ЕЩЕ: афоризмы из Ницше сцепились в один, когда я уж позднее искал аналогий: "СИМВОЛЫ НЕ ГОВОРЯТ: ОНИ ТОЛЬКО КИВАЮТ БЕЗ СЛОВ"; и — мысли, несущие наиболее сильные вихри, "СТУПАЮТ НА ГОЛУБИНЫХ ШАГАХ". "Ты — еси" и легчайший ход шага — вот, если хотите: вспых мига встречи: ведь не отделишь это всплытье пятна лицевого, глазами нащупывающего уж нас, от приближения легкой походки: шел медленно он из прохода, здороваясь и огибая ряд стульев; а мне казалось — несется, и — выступило сразу лицо из синевших тканей: он — вошел в лекционное помещение (уютное); я — поразился несходством с портретом: казался мне меньше, гораздо моложе и тоньше, чем я представлял; вот его легкий нос; от освещения — бледные щеки; гладко причесанный, вымытый точно, круглеющий Контур его головы; и голова, нос, и руки, и талия, пальцы — ВСС легче, изящней, изысканней, вместе с тем проще портрета (c портретом стал схож только вечером он, в электрическом Свете, на лекции для посторонних).
Та легкость его — впечатленье моральное. Я все побаивался "МУДРЕЦОВ" и "НАСТАВНИКОВ"; даже в минуты искания руководительств, себе говорил: "Это — невероятное дело; когда весь мой жест до сих пор: на учебу ответить дерзкою выходкой"; всякий мудрец мне казался исполненным "ДУХА ТЯГОТ"; "ТЯГОТЫ" я не мог выносить; "ЯЗЫЧЕК" не высовывался; все же жест "ЯЗЫЧКА" шевелился в моем подсознании, когда я видел "МУДРЕЦОВ": это воля моя отрицала согласия на руководство; а долг говорил мне подчас: "Ты многого не знаешь, что знает неведомый кто — то, кого ищешь ты". Подымалась тоска от уверенности, что найди я этого искомого, "ЗНАЮЩЕГО", не сумею я взять от него ничего, потому что угонит меня от него мое: "НЕТ, НЕТ — НЕ ТО!". И вставала картина "ВЕРБЛЮДА", весьма нагруженного правилами, превращающими и его, и меня в благородно — навьюченных.

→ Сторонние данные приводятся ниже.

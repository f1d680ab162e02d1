//! Delimiter-based message reassembly across chunk boundaries.

use bytes::Bytes;

/// Reconstructs delimiter-terminated frames from an arbitrarily chunked stream.
///
/// The assembler keeps the bytes after the last delimiter seen (the carry)
/// until a later chunk terminates them. The carry never contains the
/// delimiter byte. There is no escaping: a payload that contains the
/// delimiter is split at that byte.
///
/// # Example
///
/// ```
/// use tether_net::tcp::FrameAssembler;
///
/// let mut assembler = FrameAssembler::new(b'\n');
/// assert!(assembler.push(b"hel").is_empty());
/// let frames = assembler.push(b"lo\nwor");
/// assert_eq!(frames, vec![&b"hello"[..]]);
/// assert_eq!(assembler.carry(), b"wor");
/// ```
#[derive(Debug, Clone)]
pub struct FrameAssembler {
    delimiter: u8,
    carry: Vec<u8>,
}

impl FrameAssembler {
    /// Create an assembler for the given delimiter byte.
    pub fn new(delimiter: u8) -> Self {
        Self {
            delimiter,
            carry: Vec::new(),
        }
    }

    /// The delimiter byte this assembler splits on.
    pub fn delimiter(&self) -> u8 {
        self.delimiter
    }

    /// Feed one chunk and return every frame it completes, in order.
    ///
    /// The first frame is prefixed with the carry from earlier chunks. Two
    /// adjacent delimiters produce an empty frame.
    pub fn push(&mut self, chunk: &[u8]) -> Vec<Bytes> {
        let mut frames = Vec::new();
        let mut start = 0;

        for (index, &byte) in chunk.iter().enumerate() {
            if byte == self.delimiter {
                let mut frame = std::mem::take(&mut self.carry);
                frame.extend_from_slice(&chunk[start..index]);
                frames.push(Bytes::from(frame));
                start = index + 1;
            }
        }

        // Carry is empty here if any delimiter matched.
        self.carry.extend_from_slice(&chunk[start..]);
        frames
    }

    /// Bytes waiting for a delimiter.
    pub fn carry(&self) -> &[u8] {
        &self.carry
    }

    /// Drain the carry, returning `None` if it is empty.
    pub fn take_carry(&mut self) -> Option<Bytes> {
        if self.carry.is_empty() {
            None
        } else {
            Some(Bytes::from(std::mem::take(&mut self.carry)))
        }
    }

    /// Discard the carry.
    pub fn reset(&mut self) {
        self.carry.clear();
    }
}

И жили встречи мои с называемыми в просторечьи "ВЕЛИКИМИ". Помнились детские встречи с Толстым, отроческие с Соловьевым, позднее с Жоресом, с людьми, кого чтил (мой отец, Л. И. Поливанов).

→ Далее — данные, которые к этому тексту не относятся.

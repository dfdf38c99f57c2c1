//! Serialization round trips through serde_json.

use proptest::prelude::*;
use serde::{Deserialize, Serialize};

use ringtree::{CursorableList, LinkedList, TreeList};

#[derive(Debug, PartialEq, Serialize, Deserialize)]
struct Document {
    title: String,
    lines: TreeList<String>,
    history: LinkedList<u64>,
}

#[test]
fn nested_lists_round_trip() {
    let doc = Document {
        title: "notes".to_string(),
        lines: ["first", "second", "third"].iter().map(|s| s.to_string()).collect(),
        history: [3, 2, 1].into_iter().collect(),
    };
    let json = serde_json::to_string(&doc).unwrap();
    assert_eq!(
        json,
        r#"{"title":"notes","lines":["first","second","third"],"history":[3,2,1]}"#
    );
    let back: Document = serde_json::from_str(&json).unwrap();
    assert_eq!(back, doc);
    back.lines.validate().unwrap();
}

#[test]
fn empty_lists_round_trip() {
    let tree: TreeList<u8> = TreeList::new();
    let json = serde_json::to_string(&tree).unwrap();
    assert_eq!(json, "[]");
    let back: TreeList<u8> = serde_json::from_str(&json).unwrap();
    assert!(back.is_empty());
}

#[test]
fn edited_cursorable_list_round_trips() {
    let mut list: CursorableList<i32> = (0..10).collect();
    let mut cursor = list.cursor(0).unwrap();
    while let Ok(value) = cursor.next(&list) {
        if value % 3 == 0 {
            cursor.remove(&mut list).unwrap();
        }
    }
    cursor.close(&mut list);
    let json = serde_json::to_vec(&list).unwrap();
    let back: CursorableList<i32> = serde_json::from_slice(&json).unwrap();
    assert_eq!(back.to_vec(), vec![1, 2, 4, 5, 7, 8]);
}

proptest! {
    #![proptest_config(ProptestConfig::with_cases(100))]

    #[test]
    fn any_list_round_trips(items in prop::collection::vec(any::<i64>(), 0..200)) {
        let list: LinkedList<i64> = items.iter().copied().collect();
        let tree: TreeList<i64> = items.iter().copied().collect();

        let list_back: LinkedList<i64> = serde_json::from_str(&serde_json::to_string(&list).unwrap()).unwrap();
        let tree_back: TreeList<i64> = serde_json::from_str(&serde_json::to_string(&tree).unwrap()).unwrap();

        prop_assert_eq!(list_back.to_vec(), items.clone());
        prop_assert_eq!(tree_back.to_vec(), items);
        prop_assert_eq!(tree_back.validate(), Ok(()));
    }
}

Уже со студенческих лет сочинял я мой миф об "ИНОМ МУДРЕЦЕ"; его образ носил; его знал очень четко я духом души моей; думал же это — "МОИ" миф! И тоска о "РОДНОМ МУДРЕЦЕ" — брате, друге, учителе, весельчаке от великого подвига, — странно порою врывалась в статьи мои: "Мудрец — ЭТО САМЫЙ ТОНКИЙ…, СЧАСТЛИВЫЙ ВЕСЕЛЬЧАК, СЕРЬЕЗНЫЙ И ВАЖНЫЙ ДЛЯ ТЕХ, КТО НЕ В СОСТОЯНИИ СОВМЕСТИТЬ МУДРОСТЬ С ЛЕГКОМЫСЛИЕМ… ОН МЫСЛИТ СВОБОДНО. ЕГО МЫСЛЬ ПОРХАЕТ. ЭТО МУЗЫКА… ЛИШЬ ДЛЯ ИЗБРАННЫХ СПАДАЕТ С МУДРЕЦА… ЗАВЕСА РАВНОДУШИЯ, ВЫРАЖЕНИЕ ЖГУЧЕГО МОГУЩЕСТВА И СВЕРХЧЕЛОВЕЧЕСКОЙ НЕЖНОСТИ… затрепещет на засиявшем лице… и т. д." ("Символизм, как мировоззрение", стр.229- 1903 г.).
Слова — символы: я разумел под веселием — свет горний, а под "ЛЕГКОМЫСЛИЕМ" — ритм; в эти годы в сознании жило: "ХУДОЖНИК… НЕ МОЖЕТ БЫТЬ РУКОВОДИТЕЛЕМ, ИЩЕШЬ ИНОГО РУКОВОДИТЕЛЯ… СКВОЗЬ ТРАГИЧЕСКИЙ ЛИК ЕГО… ВЫСТУПАЕТ НОВЫЙ ЛИК, ОБРЕТЕННЫЙ НАВЕКИ … — ЛИК, ГЛЯДЯЩИЙ НА НАС С УЛЫБКОЙ МЯГКОЙ ГРУСТИ… СИЯЮЩИЕ ЧЕРТЫ УТОНЧЕННО ПРОЗРАЧНЫ ОТ РАДОСТИ, НЕЖНОСТИ, ТИШИНЫ". ("Арабески", 1904 г.).
Так тоска по "РОДНОМ" мудреце не давала покою; считал его мифом; и всякого, кого мудрецом называли, заранее я браковал.
Те же секунды, которые мне отделяли явление Штейнера из синих сумерек от появления его на кафедре перед букетом пурпуровых роз, были мне эпохальными: это тоска моих лет поднималась на кафедру, мне воплотив мой портрет: легконогого! Солнечный свет этих глаз из — за грусти, из муки, смеющийся муками мира: в глаза — мне!
— "Еси"!
И основа, мне скрытая, воли — раскрылась: вошел образ лика души моей!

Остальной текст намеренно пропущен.